>>>
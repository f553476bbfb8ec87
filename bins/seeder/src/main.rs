//! Seeds a tenant with a standard chart of accounts and a monthly fiscal
//! calendar.
//!
//! Usage: seeder [TENANT_ID] [YEAR]
//!
//! Defaults to the development tenant and the current year. Records that
//! already exist are left alone, so the seeder can be re-run safely.

use std::sync::Arc;

use anyhow::Context;
use chrono::{Datelike, Months, NaiveDate, Utc};
use tally_core::accounts::{AccountCategory, AccountType, NewAccount};
use tally_core::fiscal::NewPeriod;
use tally_core::{ErrorKind, GeneralLedger};
use tally_db::PgLedgerStore;
use tally_shared::AppConfig;
use tally_shared::config::LoggingConfig;
use tally_shared::types::TenantId;
use tracing::info;
use tracing_subscriber::{EnvFilter, fmt, layer::SubscriberExt, util::SubscriberInitExt};

/// Development tenant used when none is given.
const DEV_TENANT_ID: &str = "00000000-0000-0000-0000-000000000001";

/// System accounts every tenant starts with.
const CHART: &[(&str, &str, AccountType, AccountCategory)] = &[
    ("1000", "Cash", AccountType::Asset, AccountCategory::Cash),
    ("1100", "Bank", AccountType::Asset, AccountCategory::Bank),
    ("1200", "Accounts Receivable", AccountType::Asset, AccountCategory::AccountsReceivable),
    ("1300", "Inventory", AccountType::Asset, AccountCategory::Inventory),
    ("1500", "Fixed Assets", AccountType::Asset, AccountCategory::FixedAsset),
    ("1600", "Equipment", AccountType::Asset, AccountCategory::Equipment),
    ("2000", "Accounts Payable", AccountType::Liability, AccountCategory::AccountsPayable),
    ("2100", "Accrued Liabilities", AccountType::Liability, AccountCategory::AccruedLiability),
    ("2500", "Loans", AccountType::Liability, AccountCategory::Loan),
    ("3000", "Owner Equity", AccountType::Equity, AccountCategory::OwnerEquity),
    ("3100", "Retained Earnings", AccountType::Equity, AccountCategory::RetainedEarnings),
    ("4000", "Sales Revenue", AccountType::Revenue, AccountCategory::SalesRevenue),
    ("4100", "Service Revenue", AccountType::Revenue, AccountCategory::ServiceRevenue),
    ("4900", "Other Income", AccountType::Revenue, AccountCategory::OtherIncome),
    ("5000", "Cost of Goods Sold", AccountType::Expense, AccountCategory::CostOfGoodsSold),
    ("6000", "Operating Expenses", AccountType::Expense, AccountCategory::OperatingExpense),
    ("6100", "Rent", AccountType::Expense, AccountCategory::Rent),
    ("6200", "Payroll", AccountType::Expense, AccountCategory::Payroll),
    ("6300", "Utilities", AccountType::Expense, AccountCategory::Utilities),
    ("6900", "Taxes", AccountType::Expense, AccountCategory::Tax),
];

#[tokio::main]
async fn main() -> anyhow::Result<()> {
    dotenvy::dotenv().ok();

    let config = AppConfig::load().context("Failed to load configuration")?;
    init_tracing(&config.logging);

    let mut args = std::env::args().skip(1);
    let tenant: TenantId = args
        .next()
        .as_deref()
        .unwrap_or(DEV_TENANT_ID)
        .parse()
        .context("TENANT_ID must be a UUID")?;
    let year = match args.next() {
        Some(year) => year.parse().context("YEAR must be a number")?,
        None => Utc::now().year(),
    };

    let db = tally_db::connect(&config.database).await?;
    let ledger = GeneralLedger::from_config(Arc::new(PgLedgerStore::new(db)), &config)?;

    info!(%tenant, year, "Seeding tenant");
    let accounts = seed_chart(&ledger, tenant).await?;
    let periods = seed_calendar(&ledger, tenant, year).await?;
    info!(%tenant, accounts, periods, "Seeding complete");

    Ok(())
}

fn init_tracing(logging: &LoggingConfig) {
    let filter =
        EnvFilter::try_from_default_env().unwrap_or_else(|_| EnvFilter::new(&logging.filter));
    let registry = tracing_subscriber::registry().with(filter);
    if logging.json {
        registry.with(fmt::layer().json()).init();
    } else {
        registry.with(fmt::layer()).init();
    }
}

/// Creates the missing system accounts. Returns how many were created.
async fn seed_chart(
    ledger: &GeneralLedger<PgLedgerStore>,
    tenant: TenantId,
) -> anyhow::Result<usize> {
    let mut created = 0;
    for &(code, name, account_type, category) in CHART {
        match ledger.get_account_by_code(tenant, code).await {
            Ok(_) => {
                info!(code, "Account already exists, skipping");
                continue;
            }
            Err(err) if err.kind() == ErrorKind::NotFound => {}
            Err(err) => return Err(err.into()),
        }

        ledger
            .create_account(
                tenant,
                NewAccount::new(code, name, account_type, category).system(),
            )
            .await
            .with_context(|| format!("Failed to create account {code}"))?;
        created += 1;
    }
    Ok(created)
}

/// Creates one period per month of `year` where no period covers that month
/// yet. Returns how many were created.
async fn seed_calendar(
    ledger: &GeneralLedger<PgLedgerStore>,
    tenant: TenantId,
    year: i32,
) -> anyhow::Result<usize> {
    let mut created = 0;
    for month in 1..=12 {
        let start = NaiveDate::from_ymd_opt(year, month, 1).context("Year out of range")?;
        let end = start
            .checked_add_months(Months::new(1))
            .and_then(|next| next.pred_opt())
            .context("Year out of range")?;

        if ledger.get_period_for_date(tenant, start).await?.is_some()
            || ledger.get_period_for_date(tenant, end).await?.is_some()
        {
            info!(%start, "Period already exists, skipping");
            continue;
        }

        let name = format!("{} {year}", start.format("%B"));
        ledger
            .create_period(tenant, NewPeriod::new(name, start, end))
            .await
            .with_context(|| format!("Failed to create period starting {start}"))?;
        created += 1;
    }
    Ok(created)
}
<<<
→ Exercise: Copy only the stretch running from the line containing "for month in" to the final line of the entries, both ends included, exactly as it stands.

→ Result for this task:
    for month in 1..=12 {
        let start = NaiveDate::from_ymd_opt(year, month, 1).context("Year out of range")?;
        let end = start
            .checked_add_months(Months::new(1))
            .and_then(|next| next.pred_opt())
            .context("Year out of range")?;

        if ledger.get_period_for_date(tenant, start).await?.is_some()
            || ledger.get_period_for_date(tenant, end).await?.is_some()
        {
            info!(%start, "Period already exists, skipping");
            continue;
        }

        let name = format!("{} {year}", start.format("%B"));
        ledger
            .create_period(tenant, NewPeriod::new(name, start, end))
            .await
            .with_context(|| format!("Failed to create period starting {start}"))?;
        created += 1;
    }
    Ok(created)
}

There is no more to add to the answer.